– Зачем? – удивился я. – Просто попрошу учителя отдать её мне, так и объясню, что это лампа моего отца.
– Ой, даже не знаю, станет ли он тебя слушать! – Она вскинула брови, и на лбу, прикрытом полупрозрачной рыжей челкой, обозначились две тонкие длинные морщинки. – Наш физик слишком вредный, сомневаюсь, что он отдаст что-то просто так. Да ещё… тот мальчик, который погиб… ну, который с крыши упал, считая, что взлетит… это был лучший ученик из его класса.
– Вот как?! – Потрясённый, я сел обратно рядом с Кристей. – Да-а… Вряд ли физик обрадуется моему появлению, особенно, если это тот самый физик. Что же делать? Может, к директору сходить? Он не имеет права отказать! Это же вещь моего отца!
Кристя не ответила. Я тоже не знал, что ещё сказать. Сидел и слушал шелест камышей, глядя в наливающееся сумеречной тяжестью небо и представляя, что отец сейчас рядом со мной и мы, как обычно, ждём восхода Арктура. Мой взгляд по привычке устремился в то место, где должна была появиться эта красноватая крупная звезда, и мне показалось, что в грязно-фиолетовой вышине уже видны её слабые проблески.
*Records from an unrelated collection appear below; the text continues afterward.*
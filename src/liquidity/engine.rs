//! Liquidity engine - observes on-chain account state per route and turns it
//! into comparable metrics through a caller-supplied derivation function.
//!
//! The engine reads chain state only and never interprets it: the
//! derivation function owns all protocol semantics.

use crate::error::{require_non_empty, ErrorCode, Result, ThreeiumError};
use crate::liquidity::accessor::ChainAccessor;
use crate::liquidity::types::{AccountSnapshot, LiquidityObservation, LiquidityRoute, RouteMetrics};
use crate::types::CommitmentConfig;
use std::sync::Arc;
use tracing::{debug, info, instrument, warn};

/// Observes routes through a [`ChainAccessor`] at a fixed commitment.
pub struct LiquidityEngine {
    accessor: Arc<dyn ChainAccessor>,
    commitment: CommitmentConfig,
}

impl LiquidityEngine {
    /// Create a new engine. The commitment is mandatory and used for every read.
    pub fn new(accessor: Arc<dyn ChainAccessor>, commitment: CommitmentConfig) -> Self {
        Self {
            accessor,
            commitment,
        }
    }

    pub fn commitment(&self) -> CommitmentConfig {
        self.commitment
    }

    /// Observes each route in input order and derives its metrics.
    ///
    /// Routes are processed strictly one after another. The first failure
    /// aborts the call; no metrics are returned for any route.
    #[instrument(skip(self, routes, derive), fields(routes = routes.len()))]
    pub async fn observe_and_derive<F>(
        &self,
        routes: &[LiquidityRoute],
        derive: F,
    ) -> Result<Vec<RouteMetrics>>
    where
        F: Fn(&LiquidityObservation) -> RouteMetrics,
    {
        let mut results = Vec::with_capacity(routes.len());

        for route in routes {
            let observation = self.observe_route(route).await?;
            results.push(derive(&observation));
        }

        info!("Derived metrics for {} routes", results.len());
        Ok(results)
    }

    /// Takes a single observation: account batch first, then the slot.
    #[instrument(
        skip(self, route),
        fields(route_id = %route.route_id, accounts = route.observed_accounts.len())
    )]
    pub async fn observe_route(&self, route: &LiquidityRoute) -> Result<LiquidityObservation> {
        require_non_empty(&route.route_id, ErrorCode::RouteIdRequired, "routeId is required")?;

        let addresses: Vec<String> =
            route.observed_accounts.iter().map(|a| a.to_string()).collect();

        let infos = self
            .accessor
            .get_account_batch(&route.observed_accounts, self.commitment)
            .await
            .map_err(|e| {
                warn!("Account batch fetch failed for route {}: {}", route.route_id, e);
                ThreeiumError::collaborator(
                    ErrorCode::ChainAccessFailed,
                    "account batch fetch failed",
                    e,
                )
                .with_detail("routeId", route.route_id.as_str())
                .with_detail("operation", "getAccountBatch")
                .with_detail("addresses", addresses.clone())
            })?;

        let slot = self
            .accessor
            .get_current_slot(self.commitment)
            .await
            .map_err(|e| {
                warn!("Slot fetch failed for route {}: {}", route.route_id, e);
                ThreeiumError::collaborator(ErrorCode::ChainAccessFailed, "slot fetch failed", e)
                    .with_detail("routeId", route.route_id.as_str())
                    .with_detail("operation", "getCurrentSlot")
                    .with_detail("addresses", addresses)
            })?;

        if infos.len() != route.observed_accounts.len() {
            return Err(ThreeiumError::integrity(
                ErrorCode::AccountBatchMismatch,
                "account batch length does not match requested accounts",
            )
            .with_detail("routeId", route.route_id.as_str())
            .with_detail("requested", route.observed_accounts.len())
            .with_detail("returned", infos.len()));
        }

        let mut accounts = Vec::with_capacity(infos.len());
        for (index, (address, info)) in route.observed_accounts.iter().zip(infos).enumerate() {
            let info = info.ok_or_else(|| {
                ThreeiumError::integrity(
                    ErrorCode::AccountInfoMissing,
                    "account info missing from RPC response",
                )
                .with_detail("routeId", route.route_id.as_str())
                .with_detail("address", address.to_string())
                .with_detail("index", index)
            })?;

            accounts.push(AccountSnapshot {
                address: *address,
                lamports: info.lamports,
                executable: info.executable,
                owner: info.owner,
                data_length: info.data_length,
            });
        }

        debug!("Observed {} accounts at slot {}", accounts.len(), slot);

        Ok(LiquidityObservation {
            route_id: route.route_id.clone(),
            slot,
            accounts,
        })
    }
}
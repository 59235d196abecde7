//! Execution module - instruction ordering, plan assembly and transaction
//! composition.

pub mod composer;
pub mod router;

pub use composer::{ComposeTransactionInput, TransactionComposer};
pub use router::{ExecutionPlan, ExecutionRouter, PriorityFeeInjection};
//! Stateless client entry point built from injected dependencies only.

use crate::config::{ClusterConfig, ProgramRegistry};
use crate::error::{ErrorCode, Result, ThreeiumError};
use solana_client::nonblocking::rpc_client::RpcClient;
use solana_sdk::signer::Signer;
use std::sync::Arc;

/// Signing capability. The SDK never holds key material of its own.
pub type Wallet = Arc<dyn Signer + Send + Sync>;

pub struct ThreeiumClientInit {
    pub connection: Arc<RpcClient>,
    /// Optional; required only for signing flows
    pub wallet: Option<Wallet>,
    pub cluster: ClusterConfig,
    pub programs: ProgramRegistry,
}

pub struct ThreeiumClient {
    pub connection: Arc<RpcClient>,
    pub wallet: Option<Wallet>,
    pub cluster: ClusterConfig,
    pub programs: ProgramRegistry,
}

impl ThreeiumClient {
    pub fn new(init: ThreeiumClientInit) -> Self {
        Self {
            connection: init.connection,
            wallet: init.wallet,
            cluster: init.cluster,
            programs: init.programs,
        }
    }

    /// True if a signer was injected.
    pub fn can_sign(&self) -> bool {
        self.wallet.is_some()
    }

    /// The injected signer, or `E_SIGNER_REQUIRED`.
    pub fn require_signer(&self) -> Result<Wallet> {
        self.wallet.clone().ok_or_else(|| {
            ThreeiumError::invalid_input(ErrorCode::SignerRequired, "Wallet signer is required")
        })
    }
}

#[cfg(test)]
mod tests {
    use super::*;
    use crate::config::{ClusterName, Commitment};
    use solana_sdk::signature::Keypair;

    fn init(wallet: Option<Wallet>) -> ThreeiumClientInit {
        ThreeiumClientInit {
            connection: Arc::new(RpcClient::new("http://127.0.0.1:8899".to_string())),
            wallet,
            cluster: ClusterConfig {
                cluster: ClusterName::Devnet,
                rpc_url: "http://127.0.0.1:8899".to_string(),
                commitment: Commitment::Confirmed,
            },
            programs: ProgramRegistry::default(),
        }
    }

    #[tokio::test]
    async fn test_read_only_client_cannot_sign() {
        let client = ThreeiumClient::new(init(None));
        assert!(!client.can_sign());
        assert_eq!(client.require_signer().err().unwrap().code(), ErrorCode::SignerRequired);
    }

    #[tokio::test]
    async fn test_client_with_signer() {
        let keypair = Keypair::new();
        let expected = keypair.pubkey();
        let client = ThreeiumClient::new(init(Some(Arc::new(keypair))));
        assert!(client.can_sign());
        assert_eq!(client.require_signer().unwrap().pubkey(), expected);
    }
}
Странно было сидеть на Космическом холме, смотреть на разгорающиеся в небе звёзды и знать, что на этот раз полетать среди них мне не удастся. Да и не только на этот раз. Вряд ли мне хватит духу когда-нибудь решиться на самостоятельный полет.
Рядом раздалось шуршание: Кристя начала собирать вещи в сумку.
– Пора идти, уже темнеет! – заявила она, укладывая в папку высохший рисунок с клёнами.
– Можешь отдать мне свой пейзаж? – попросил я, вспомнив о том, что подруга нарисовала его по просьбе моего отца, приснившегося ей. Мне хотелось как следует рассмотреть его и поломать голову над тем, что может означать жёлтая лента и странные слова, написанные прямо на поверхности озера.
– Забирай, мне он всё равно не нравится! – сразу согласилась Кристя. – Бери вместе с папкой, чтобы не помялся.
Я уже протянул руку, чтобы взять у неё листок, как вдруг внезапный порыв ветра вырвал его из её пальцев, подбросил ввысь и понёс прочь. Листок закружился в воздухе, стремительно удаляясь.
Мы с Кристей одновременно вздохнули, провожая его грустным взглядом.
– Прости, не удержал! – промямлил я виновато.
– Подумаешь! Ещё нарисую! – невозмутимо ответила Кристя, но по её глазам было видно, что она огорчилась.
Мы спустились с холма и направились по тропинке, пролегавшей между камышовых зарослей, в сторону вздымавшихся над лесным массивом городских многоэтажек и упиравшихся в небо заводских труб, из которых валил серый дым. Я предложил проводить Кристю до дома, и оказалось, что она живет недалеко от меня, всего через две улицы. По дороге я выспросил, где находится её школа, сообщив, что всё же хочу встретиться с директором и попробовать уговорить его отдать мне лампу.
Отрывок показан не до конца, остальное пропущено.